──────── MATERIALS PROVIDED

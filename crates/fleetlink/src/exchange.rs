//! Message exchange with the coordinator.
//!
//! `receive` pulls the next pending message and reassembles it from its
//! objects. `send` deflates a message once, announces its tree, and uploads
//! whatever objects the coordinator reports missing.

use std::sync::Arc;

use async_trait::async_trait;
use bytes::Bytes;
use tokio::sync::watch;

use fleetlink_core::{inflate_message, FrozenObjects, Message, NodeId, ObjectId};
use fleetlink_sync::messages::{
    ConfirmMessageReceivedRequest, PullMessagesRequest, PullObjectRequest, PushMessagesRequest,
    PushObjectRequest,
};
use fleetlink_sync::{
    ObjectContext, ObjectFetcher, ObjectStorer, ObjectSync, PushReport, SyncConfig, SyncError,
};

use crate::api::FleetApi;

/// Object transfer through the fleet API, bound to one node and run.
#[derive(Debug, Clone)]
pub struct RemoteObjects {
    api: FleetApi,
    context: ObjectContext,
}

impl RemoteObjects {
    pub fn new(api: FleetApi, context: ObjectContext) -> Self {
        Self { api, context }
    }
}

#[async_trait]
impl ObjectFetcher for RemoteObjects {
    async fn fetch(&self, object_id: ObjectId) -> Option<Bytes> {
        let request = PullObjectRequest {
            node: self.context.node,
            run_id: self.context.run_id,
            object_id,
        };
        let response = self.api.request(&request).await?;
        if !response.object_found {
            tracing::debug!(object_id = %object_id, "object not found");
            return None;
        }
        if !response.object_available {
            tracing::debug!(object_id = %object_id, "object not available yet");
            return None;
        }
        Some(response.object_content)
    }
}

#[async_trait]
impl ObjectStorer for RemoteObjects {
    async fn store(&self, object_id: ObjectId, content: Bytes) -> bool {
        let request = PushObjectRequest {
            node: self.context.node,
            run_id: self.context.run_id,
            object_id,
            object_content: content,
        };
        match self.api.request(&request).await {
            Some(response) => response.stored,
            None => false,
        }
    }
}

/// Receives and sends messages for the registered node.
#[derive(Debug)]
pub struct MessageExchange {
    api: FleetApi,
    node: watch::Receiver<Option<NodeId>>,
    sync: ObjectSync,
}

impl MessageExchange {
    pub fn new(api: FleetApi, node: watch::Receiver<Option<NodeId>>, config: SyncConfig) -> Self {
        Self {
            api,
            node,
            sync: ObjectSync::new(config),
        }
    }

    fn current_node(&self) -> Option<NodeId> {
        *self.node.borrow()
    }

    fn objects(&self, node: NodeId, run_id: u64) -> Arc<RemoteObjects> {
        Arc::new(RemoteObjects::new(
            self.api.clone(),
            ObjectContext::new(node, run_id),
        ))
    }

    /// Receive the next message addressed to this node.
    ///
    /// `None` if there is no session, nothing is pending, the message is for
    /// another node, or any of its objects could not be pulled and verified.
    ///
    /// The session identity is used as is. After a heartbeat rejection it is
    /// stale until `delete_node`, so callers outside `FleetClient::run` should
    /// watch `FleetClient::rejection` and tear down.
    pub async fn receive(&self) -> Option<Message> {
        let Some(node) = self.current_node() else {
            tracing::error!("Node instance missing");
            return None;
        };

        let response = self.api.request(&PullMessagesRequest { node }).await?;
        let envelope = response.messages.into_iter().next();
        let tree = response.message_object_trees.into_iter().next();
        let (envelope, tree) = match (envelope, tree) {
            (Some(envelope), Some(tree)) => (envelope, tree),
            (None, None) => {
                tracing::debug!(node_id = %node, "no message pending");
                return None;
            }
            _ => {
                tracing::warn!(
                    node_id = %node,
                    "pull-messages reply carries a message without its object tree"
                );
                return None;
            }
        };

        let metadata = &envelope.metadata;
        if metadata.dst_node_id != node {
            tracing::warn!(
                node_id = %node,
                dst_node_id = %metadata.dst_node_id,
                "discarding message addressed to another node"
            );
            return None;
        }

        let message_id = tree.object_id;
        if let Some(announced) = metadata.message_id {
            if announced != message_id {
                tracing::error!(
                    message_id = %announced,
                    tree_root = %message_id,
                    "message id does not match its object tree"
                );
                return None;
            }
        }

        let run_id = metadata.run_id;
        tracing::info!(node_id = %node, run_id, message_id = %message_id, "[Node] POST /pull-messages: success");

        let contents = match self.sync.pull(self.objects(node, run_id), &tree).await {
            Ok(contents) => contents,
            Err(e) if e.is_protocol_violation() => {
                // Left queued, so a later poll can retry once the objects are fixed
                tracing::warn!(message_id = %message_id, error = %e, "message objects missing or corrupt");
                return None;
            }
            Err(e) => {
                tracing::error!(message_id = %message_id, error = %e, "failed to pull message objects");
                return None;
            }
        };

        let message = match inflate_message(&message_id, &contents) {
            Ok(message) => message,
            Err(e) => {
                tracing::error!(message_id = %message_id, error = %e, "failed to inflate message");
                return None;
            }
        };

        let confirm = ConfirmMessageReceivedRequest {
            node,
            run_id,
            message_object_id: message_id,
        };
        if self.api.request(&confirm).await.is_none() {
            tracing::warn!(message_id = %message_id, "failed to confirm message receipt");
        }

        Some(message)
    }

    /// Send a message, uploading the objects the coordinator lacks.
    ///
    /// `None` if there is no session or the coordinator did not accept the
    /// message; nothing is uploaded for a declined message. Like `receive`,
    /// this does not check for a heartbeat rejection.
    pub async fn send(&self, message: &Message) -> Option<PushReport> {
        let Some(node) = self.current_node() else {
            tracing::error!("Node instance missing");
            return None;
        };

        // One deflation: the announced tree and the uploaded bytes agree
        let frozen = FrozenObjects::freeze(message);
        let message_id = frozen.root_id();
        let run_id = message.metadata.run_id;

        let request = PushMessagesRequest {
            node,
            messages: vec![message.envelope(message_id)],
            message_object_trees: vec![frozen.tree().clone()],
        };
        let Some(response) = self.api.request(&request).await else {
            tracing::error!(message_id = %message_id, "[Node] POST /push-messages: failed");
            return None;
        };

        if let Some(result) = response
            .results
            .iter()
            .find(|r| r.message_id == message_id && r.code != 0)
        {
            let declined = SyncError::Declined {
                message_id,
                code: result.code,
            };
            tracing::error!(error = %declined, "coordinator declined message");
            return None;
        }

        let missing = response.missing_for(&message_id);
        let report = self
            .sync
            .push(self.objects(node, run_id), frozen.objects(), missing)
            .await;

        if report.is_complete() {
            tracing::debug!(message_id = %message_id, pushed = report.pushed.len(), "pushed objects");
        } else {
            tracing::error!(
                message_id = %message_id,
                pushed = report.pushed.len(),
                failed = report.failed.len(),
                "some objects could not be pushed"
            );
        }
        Some(report)
    }
}
// ─────────────────────────────────────────────────────────────────────────────
// Array record
// ─────────────────────────────────────────────────────────────────────────────

/// Named arrays, typically model parameters.
#[derive(Debug, Clone, Default, PartialEq, Eq)]
pub struct ArrayRecord {
    pub arrays: BTreeMap<String, Array>,
}

impl ArrayRecord {
    pub fn new() -> Self {
        Self::default()
    }

    pub fn with(mut self, name: impl Into<String>, array: Array) -> Self {
        self.arrays.insert(name.into(), array);
        self
    }

    pub fn get(&self, name: &str) -> Option<&Array> {
        self.arrays.get(name)
    }

    pub(crate) fn inflate(id: &ObjectId, contents: &ObjectContents<'_>) -> Result<Self> {
        let body = contents.load(id, ObjectType::ArrayRecord)?;
        let fields = Fields::new(*id, &body)?;

        let mut arrays = BTreeMap::new();
        for (name, child_id) in named_children(*id, fields.array(keys::ENTRIES, "entries")?)? {
            arrays.insert(name, Array::inflate(&child_id, contents)?);
        }
        Ok(Self { arrays })
    }
}

impl Inflatable for ArrayRecord {
    fn object_type(&self) -> ObjectType {
        ObjectType::ArrayRecord
    }

    fn children(&self) -> Vec<&dyn Inflatable> {
        self.arrays.values().map(|a| a as &dyn Inflatable).collect()
    }

    fn deflate_body(&self, child_ids: &[ObjectId]) -> Value {
        int_map(vec![(
            keys::ENTRIES,
            named_children_value(self.arrays.keys(), child_ids),
        )])
    }
}

// ─────────────────────────────────────────────────────────────────────────────
// Record dict
// ─────────────────────────────────────────────────────────────────────────────

/// One entry of a [`RecordDict`].
#[derive(Debug, Clone, PartialEq)]
pub enum Record {
    Array(ArrayRecord),
    Config(ConfigRecord),
}

impl Record {
    fn as_inflatable(&self) -> &dyn Inflatable {
        match self {
            Record::Array(r) => r,
            Record::Config(r) => r,
        }
    }
}

/// The content of a message: named records.
#[derive(Debug, Clone, Default, PartialEq)]
pub struct RecordDict {
    pub records: BTreeMap<String, Record>,
}

impl RecordDict {
    pub fn new() -> Self {
        Self::default()
    }

    pub fn with_arrays(mut self, name: impl Into<String>, record: ArrayRecord) -> Self {
        self.records.insert(name.into(), Record::Array(record));
        self
    }

    pub fn with_config(mut self, name: impl Into<String>, record: ConfigRecord) -> Self {
        self.records.insert(name.into(), Record::Config(record));
        self
    }

    pub fn array_record(&self, name: &str) -> Option<&ArrayRecord> {
        match self.records.get(name) {
            Some(Record::Array(r)) => Some(r),
            _ => None,
        }
    }

    pub fn config_record(&self, name: &str) -> Option<&ConfigRecord> {
        match self.records.get(name) {
            Some(Record::Config(r)) => Some(r),
            _ => None,
        }
    }

    pub fn is_empty(&self) -> bool {
        self.records.is_empty()
    }

    pub(crate) fn inflate(id: &ObjectId, contents: &ObjectContents<'_>) -> Result<Self> {
        let body = contents.load(id, ObjectType::RecordDict)?;
        let fields = Fields::new(*id, &body)?;

        let mut records = BTreeMap::new();
        for (name, child_id) in named_children(*id, fields.array(keys::ENTRIES, "entries")?)? {
            // The child's own type tag decides which record it is
            let record = match contents.object_type(&child_id)? {
                ObjectType::ArrayRecord => Record::Array(ArrayRecord::inflate(&child_id, contents)?),
                ObjectType::ConfigRecord => {
                    Record::Config(ConfigRecord::inflate(&child_id, contents)?)
                }
                other => {
                    return Err(CoreError::UnexpectedObjectType {
                        id: child_id,
                        expected: ObjectType::ArrayRecord,
                        actual: other,
                    })
                }
            };
            records.insert(name, record);
        }
        Ok(Self { records })
    }
}

impl Inflatable for RecordDict {
    fn object_type(&self) -> ObjectType {
        ObjectType::RecordDict
    }

    fn children(&self) -> Vec<&dyn Inflatable> {
        self.records.values().map(Record::as_inflatable).collect()
    }

    fn deflate_body(&self, child_ids: &[ObjectId]) -> Value {
        int_map(vec![(
            keys::ENTRIES,
            named_children_value(self.records.keys(), child_ids),
        )])
    }
}

/// Encode `[[name, child_id], ...]` pairing names with child ids in order.
fn named_children_value<'a>(names: impl Iterator<Item = &'a String>, child_ids: &[ObjectId]) -> Value {
    Value::Array(
        names
            .zip(child_ids)
            .map(|(name, id)| Value::Array(vec![Value::Text(name.clone()), id_value(id)]))
            .collect(),
    )
}

fn named_children(owner: ObjectId, entries: &[Value]) -> Result<Vec<(String, ObjectId)>> {
    entries
        .iter()
        .map(|entry| match entry {
            Value::Array(pair) if pair.len() == 2 => {
                let name = match &pair[0] {
                    Value::Text(s) => s.clone(),
                    _ => return Err(CoreError::malformed(owner, "entry name must be text")),
                };
                Ok((name, object_id_from(owner, &pair[1], "entry id")?))
            }
            _ => Err(CoreError::malformed(owner, "invalid entry")),
        })
        .collect()
}

#[cfg(test)]
mod tests {
    use super::*;

    #[test]
    fn test_array_chunking() {
        let array = Array::with_chunk_size("u8", vec![10], "raw", vec![7u8; 10], 4);
        assert_eq!(array.num_chunks(), 3);
        assert_eq!(array.chunks[2].0.len(), 2);
        assert_eq!(array.data(), Bytes::from(vec![7u8; 10]));
    }

    #[test]
    fn test_array_default_chunk_size_single_chunk() {
        let array = Array::from_bytes("f32", vec![2, 2], "numpy.ndarray", vec![1u8; 16]);
        assert_eq!(array.num_chunks(), 1);
    }

    #[test]
    fn test_array_zero_chunk_size() {
        let array = Array::with_chunk_size("u8", vec![3], "raw", vec![1u8, 2, 3], 0);
        assert_eq!(array.num_chunks(), 3);
    }

    #[test]
    fn test_empty_array_has_no_chunks() {
        let array = Array::from_bytes("u8", vec![0], "raw", Bytes::new());
        assert_eq!(array.num_chunks(), 0);
        assert!(array.data().is_empty());
    }

    #[test]
    fn test_record_dict_accessors() {
        let content = RecordDict::new()
            .with_arrays("params", ArrayRecord::new())
            .with_config("config", ConfigRecord::new().with("lr", 0.1));
        assert!(content.array_record("params").is_some());
        assert!(content.array_record("config").is_none());
        assert_eq!(
            content.config_record("config").unwrap().get("lr"),
            Some(&ConfigValue::Float(0.1))
        );
    }
}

────────────────

● **YOUR OBJECTIVE**: Scan the entries above for the word "contents" and collect each line holding it.

● **SOLUTION TO THIS EXERCISE**:
        let contents = match self.sync.pull(self.objects(node, run_id), &tree).await {
            Ok(contents) => contents,
        let message = match inflate_message(&message_id, &contents) {
    pub(crate) fn inflate(id: &ObjectId, contents: &ObjectContents<'_>) -> Result<Self> {
        let body = contents.load(id, ObjectType::ArrayRecord)?;
            arrays.insert(name, Array::inflate(&child_id, contents)?);
    pub(crate) fn inflate(id: &ObjectId, contents: &ObjectContents<'_>) -> Result<Self> {
        let body = contents.load(id, ObjectType::RecordDict)?;
            let record = match contents.object_type(&child_id)? {
                ObjectType::ArrayRecord => Record::Array(ArrayRecord::inflate(&child_id, contents)?),
                    Record::Config(ConfigRecord::inflate(&child_id, contents)?)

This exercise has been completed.